Given the numerous ways a computer virus can spread, how can a company ensure that its network is protected?

  • Install Anti-Virus Software.
    Ensure that reputable anti-virus software is installed on all computers. This should include all servers, PCs and laptops. If employees use computers at home for business use or to remotely access the network, these PCs should also have anti-virus software installed.
  • Ensure that the anti-virus software is up to date.
    Everyday new computer viruses are being released and it is essential that businesses are protected from these viruses by keeping the anti-virus software up to date. If possible, companies should look at policies whereby computers that do not have the most up to date anti-virus software installed are not allowed to connect to the network.
  • Employ a firewall to protect networks.
    As computer viruses can spread by means other than email, it is important that unwanted traffic is blocked from entering the network by using a firewall. For users that use computers for business away from the protection of the company’s network, such as home PCs or laptops, a personal firewall should be installed to ensure the computer is protected.
  • Filter all email traffic.
    All incoming and outgoing email should be filtered for computer viruses. This filter should ideally be at the perimeter of the network to prevent computer viruses. Emails with certain file attachments commonly used by computer viruses to spread themselves, such as .EXE, .COM and .SCR files, should also be prevented from entering the network.
  • Educate all users to be careful of suspicious e-mails.

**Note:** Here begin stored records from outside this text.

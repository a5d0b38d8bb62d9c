//! 算法基准测试

use criterion::{black_box, criterion_group, criterion_main, Criterion};
use graphalgo::{dijkstra, kruskal, prim, Graph, VertexId};
use rand::rngs::StdRng;
use rand::{Rng, SeedableRng};

fn random_graph(directed: bool, n: usize, m: usize) -> (Graph<usize, ()>, VertexId) {
    let mut rng = StdRng::seed_from_u64(2024);
    let mut graph = Graph::new(directed);
    let ids: Vec<VertexId> = (0..n).map(|i| graph.insert_vertex(i)).collect();
    for i in 1..n {
        let j = rng.gen_range(0..i);
        let w = rng.gen_range(1..100) as f64;
        graph.insert_weighted_edge(ids[j], ids[i], (), w).unwrap();
    }
    for _ in 0..m {
        let u = ids[rng.gen_range(0..n)];
        let v = ids[rng.gen_range(0..n)];
        let w = rng.gen_range(1..100) as f64;
        graph.insert_weighted_edge(u, v, (), w).unwrap();
    }
    (graph, ids[0])
}

fn bench_shortest_path(c: &mut Criterion) {
    let (graph, source) = random_graph(true, 2_000, 10_000);
    c.bench_function("dijkstra 2k/12k", |b| {
        b.iter(|| dijkstra(black_box(&graph), source).unwrap())
    });
}

fn bench_spanning_tree(c: &mut Criterion) {
    let (graph, source) = random_graph(false, 2_000, 10_000);
    c.bench_function("prim 2k/12k", |b| {
        b.iter(|| prim(black_box(&graph), source).unwrap())
    });
    c.bench_function("kruskal 2k/12k", |b| {
        b.iter(|| kruskal(black_box(&graph)).unwrap())
    });
}

criterion_group!(benches, bench_shortest_path, bench_spanning_tree);
criterion_main!(benches);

    Ensure that all users know to never open an attachment or to click on a link in an email they are not expecting. Even when the email is from a known source, caution should be exercised when opening attachments or clicking on links in emails. Criminals use the trust placed in an email contact you know to trick you into clicking on a link or attachment.
  • Scan Internet Downloads.
    Ensure that all files downloaded from the Internet are scanned for computer viruses before being used. Ideally this scanning should be done from one central point on the network to ensure that all files are properly scanned.
  • Don’t run programs of unknown origin.
    It is important that you use a trusted source for your software requirements. This is to ensure that all software installed can be accounted for and that its sources can be confirmed to be legitimate. Apart from ensuring that the correct licensing agreements are in place, using a trusted supplier can help reduce the risk of software infected with a virus compromising your business. All users should be educated to never run a computer program unless the source is known or has originated from a person or company that is trusted.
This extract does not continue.